» Extracted data:
·····

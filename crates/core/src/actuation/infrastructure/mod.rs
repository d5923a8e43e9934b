pub mod serial_arm_transport;
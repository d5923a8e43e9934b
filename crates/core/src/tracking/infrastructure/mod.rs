pub mod iou_scorer;
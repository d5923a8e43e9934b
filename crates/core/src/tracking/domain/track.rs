use crate::shared::bounding_box::BoundingBox;

/// A persistent identity for one physical object across frames.
#[derive(Clone, Debug, PartialEq)]
pub struct Track {
    pub track_id: u32,
    pub class_label: String,
    pub bbox: BoundingBox,
    /// Consecutive ticks this track has been matched.
    pub hit_count: usize,
    /// Consecutive ticks this track has gone unmatched.
    pub miss_count: usize,
}

impl Track {
    /// True when the track was matched on the latest update.
    pub fn is_fresh(&self) -> bool {
        self.miss_count == 0
    }
}
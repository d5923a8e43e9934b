use std::ops::Range;

/// Detections below this confidence never reach the tracker.
pub const CONFIDENCE_THRESHOLD: f64 = 0.5;

/// Ticks a confirmed track may go unmatched before eviction.
pub const TRACKER_MAX_AGE: usize = 30;
/// Consecutive matches before a track is confirmed.
pub const TRACKER_MIN_HITS: usize = 3;
pub const TRACKER_MATCH_THRESHOLD: f64 = 0.3;

pub const DEFAULT_TICK_INTERVAL_MS: u64 = 10;

pub const CAMERA_PROBE_INDICES: Range<u32> = 0..10;
pub const FALLBACK_CLIP_NAME: &str = "test_video.mp4";
pub const FALLBACK_IMAGE_NAME: &str = "test_image.jpg";

pub const ARM_SETTLE_MS: u64 = 1000;
pub const GRIP_HOLD_MS: u64 = 500;
pub const HOVER_Z: i32 = 0;
pub const GRASP_Z: i32 = -10;
pub const DEFAULT_BAUD_RATE: u32 = 9600;

#[cfg(target_os = "windows")]
pub const DEFAULT_SERIAL_PORT: &str = "COM3";
#[cfg(not(target_os = "windows"))]
pub const DEFAULT_SERIAL_PORT: &str = "/dev/ttyUSB0";

pub const UNKNOWN_BIN_KEY: &str = "unknown";

pub const MATERIAL_MODEL_NAME: &str = "material_yolo.onnx";
pub const DEFAULT_CLASS_NAMES: &[&str] = &["PET", "HDPE", "PP", "PVC", "LDPE", "LDPE plastic bag"];

pub const LABELS_FILE_NAME: &str = "labels.txt";
pub const IMAGE_EXTENSIONS: &[&str] = &["jpg", "jpeg", "png", "bmp", "tiff", "tif", "webp"];
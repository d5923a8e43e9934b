use ndarray::{ArrayView3, ArrayViewMut3};

use super::bounding_box::BoundingBox;

/// A single camera frame: contiguous RGB bytes in row-major order.
///
/// Format conversion happens at capture boundaries only; the pipeline
/// treats pixel data as opaque except where a stage explicitly samples it.
#[derive(Clone, Debug)]
pub struct Frame {
    data: Vec<u8>,
    width: u32,
    height: u32,
    channels: u8,
    index: usize,
}

impl Frame {
    pub fn new(data: Vec<u8>, width: u32, height: u32, channels: u8, index: usize) -> Self {
        debug_assert_eq!(
            data.len(),
            (width as usize) * (height as usize) * (channels as usize),
            "data length must equal width * height * channels"
        );
        Self {
            data,
            width,
            height,
            channels,
            index,
        }
    }

    /// A zero-area frame, used for crops that fall entirely outside the image.
    pub fn empty(channels: u8, index: usize) -> Self {
        Self::new(Vec::new(), 0, 0, channels, index)
    }

    pub fn data(&self) -> &[u8] {
        &self.data
    }

    pub fn data_mut(&mut self) -> &mut [u8] {
        &mut self.data
    }

    pub fn width(&self) -> u32 {
        self.width
    }

    pub fn height(&self) -> u32 {
        self.height
    }

    pub fn channels(&self) -> u8 {
        self.channels
    }

    pub fn index(&self) -> usize {
        self.index
    }

    pub fn with_index(mut self, index: usize) -> Self {
        self.index = index;
        self
    }

    pub fn is_empty(&self) -> bool {
        self.width == 0 || self.height == 0 || self.data.is_empty()
    }

    /// True when the buffer length agrees with the declared geometry.
    pub fn is_well_formed(&self) -> bool {
        self.data.len() == (self.width as usize) * (self.height as usize) * (self.channels as usize)
    }

    /// Copies the pixels inside `bbox`, clamped to the frame bounds.
    ///
    /// A box that lies outside the frame yields an empty frame rather
    /// than an error.
    pub fn crop(&self, bbox: &BoundingBox) -> Frame {
        let clamped = bbox.clamp_to(self.width, self.height);
        if !clamped.is_valid() || !self.is_well_formed() {
            return Frame::empty(self.channels, self.index);
        }

        let ch = self.channels as usize;
        let stride = self.width as usize * ch;
        let x1 = clamped.x1 as usize;
        let x2 = clamped.x2 as usize;
        let crop_w = x2 - x1;
        let crop_h = (clamped.y2 - clamped.y1) as usize;

        let mut data = Vec::with_capacity(crop_w * crop_h * ch);
        for row in clamped.y1 as usize..clamped.y2 as usize {
            let start = row * stride + x1 * ch;
            data.extend_from_slice(&self.data[start..start + crop_w * ch]);
        }
        Frame::new(data, crop_w as u32, crop_h as u32, self.channels, self.index)
    }

    pub fn as_ndarray(&self) -> ArrayView3<'_, u8> {
        ArrayView3::from_shape(self.shape(), &self.data)
            .expect("Frame data length must match dimensions")
    }

    pub fn as_ndarray_mut(&mut self) -> ArrayViewMut3<'_, u8> {
        ArrayViewMut3::from_shape(self.shape(), &mut self.data)
            .expect("Frame data length must match dimensions")
    }

    fn shape(&self) -> (usize, usize, usize) {
        (
            self.height as usize,
            self.width as usize,
            self.channels as usize,
        )
    }
}

#[cfg(test)]
mod tests {
    use super::*;

    fn gradient_frame(width: u32, height: u32) -> Frame {
        let mut data = Vec::with_capacity((width * height * 3) as usize);
        for y in 0..height {
            for x in 0..width {
                data.extend_from_slice(&[x as u8, y as u8, 0]);
            }
        }
        Frame::new(data, width, height, 3, 7)
    }

    #[test]
    fn test_construction_and_accessors() {
        let data = vec![0u8; 12]; // 2x2x3
        let frame = Frame::new(data.clone(), 2, 2, 3, 5);
        assert_eq!(frame.width(), 2);
        assert_eq!(frame.height(), 2);
        assert_eq!(frame.channels(), 3);
        assert_eq!(frame.index(), 5);
        assert_eq!(frame.data(), &data[..]);
    }

    #[test]
    #[should_panic(expected = "data length must equal width * height * channels")]
    fn test_mismatched_data_length_panics_in_debug() {
        Frame::new(vec![0u8; 10], 2, 2, 3, 0);
    }

    #[test]
    fn test_as_ndarray_pixel_access() {
        let mut data = vec![0u8; 12];
        data[6] = 255; // row=1, col=0, R
        let frame = Frame::new(data, 2, 2, 3, 0);
        let arr = frame.as_ndarray();
        assert_eq!(arr.shape(), &[2, 2, 3]);
        assert_eq!(arr[[1, 0, 0]], 255);
        assert_eq!(arr[[1, 0, 1]], 0);
    }

    #[test]
    fn test_crop_copies_inner_pixels() {
        let frame = gradient_frame(10, 8);
        let crop = frame.crop(&BoundingBox::new(2, 3, 5, 6));

        assert_eq!(crop.width(), 3);
        assert_eq!(crop.height(), 3);
        assert_eq!(crop.index(), 7);
        let arr = crop.as_ndarray();
        assert_eq!(arr[[0, 0, 0]], 2); // x
        assert_eq!(arr[[0, 0, 1]], 3); // y
        assert_eq!(arr[[2, 2, 0]], 4);
        assert_eq!(arr[[2, 2, 1]], 5);
    }

    #[test]
    fn test_crop_clamps_to_frame() {
        let frame = gradient_frame(10, 8);
        let crop = frame.crop(&BoundingBox::new(-5, -5, 4, 3));
        assert_eq!(crop.width(), 4);
        assert_eq!(crop.height(), 3);
    }

    #[test]
    fn test_crop_outside_frame_is_empty() {
        let frame = gradient_frame(10, 8);
        let crop = frame.crop(&BoundingBox::new(20, 20, 30, 30));
        assert!(crop.is_empty());
        assert_eq!(crop.data().len(), 0);
    }

    #[test]
    fn test_empty_frame() {
        let frame = Frame::empty(3, 0);
        assert!(frame.is_empty());
        assert!(frame.is_well_formed());
    }

    #[test]
    fn test_with_index_replaces_index() {
        let frame = gradient_frame(2, 2).with_index(42);
        assert_eq!(frame.index(), 42);
    }
}
//! Fixed-rate driver for the sorting loop.
//!
//! Operator commands and ticks are multiplexed on one thread, so a command
//! is never applied while a tick is in flight.
use std::time::Duration;

use crossbeam_channel::{select, tick, Receiver};

use crate::pipeline::control_command::ControlCommand;
use crate::pipeline::sorting_orchestrator::SortingOrchestrator;
use crate::shared::constants::DEFAULT_TICK_INTERVAL_MS;

pub struct TickScheduler {
    interval: Duration,
}

impl TickScheduler {
    pub fn new(interval: Duration) -> Self {
        Self {
            interval: interval.max(Duration::from_millis(1)),
        }
    }

    pub fn interval(&self) -> Duration {
        self.interval
    }

    /// Runs until `Shutdown` arrives or every command sender is dropped.
    /// Returns the number of ticks executed.
    pub fn run(
        &self,
        orchestrator: &mut SortingOrchestrator,
        commands: Receiver<ControlCommand>,
    ) -> usize {
        let ticker = tick(self.interval);
        let mut ticks = 0;
        log::info!("Tick scheduler running every {:?}", self.interval);

        loop {
            select! {
                recv(commands) -> msg => match msg {
                    Ok(ControlCommand::Shutdown) | Err(_) => break,
                    Ok(command) => apply(orchestrator, command),
                },
                recv(ticker) -> _ => {
                    orchestrator.tick();
                    ticks += 1;
                }
            }
        }

        orchestrator.shutdown();
        log::info!("Tick scheduler stopped after {ticks} ticks");
        ticks
    }
}

impl Default for TickScheduler {
    fn default() -> Self {
        Self::new(Duration::from_millis(DEFAULT_TICK_INTERVAL_MS))
    }
}

fn apply(orchestrator: &mut SortingOrchestrator, command: ControlCommand) {
    let result = match command {
        ControlCommand::Start => orchestrator.start(),
        ControlCommand::Stop => orchestrator.stop(),
        ControlCommand::SelectCamera(position) => orchestrator
            .select_camera(position)
            .map(|state| log::info!("Camera {position} selected ({state})")),
        ControlCommand::Jog { x, y, z } => orchestrator.jog(x, y, z),
        ControlCommand::CaptureLabel(label) => orchestrator.capture_label(&label),
        ControlCommand::Status(reply) => {
            // A vanished requester is not an error for the loop.
            let _ = reply.send(orchestrator.status());
            Ok(())
        }
        ControlCommand::Cameras(reply) => {
            let _ = reply.send(orchestrator.cameras());
            Ok(())
        }
        ControlCommand::Shutdown => {
            orchestrator.shutdown();
            Ok(())
        }
    };
    if let Err(e) = result {
        log::warn!("{e}");
    }
}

·····

» Assignment: Search the entries for the word "ticker". Copy each line where it appears.

» Finished task:
        let ticker = tick(self.interval);
                recv(ticker) -> _ => {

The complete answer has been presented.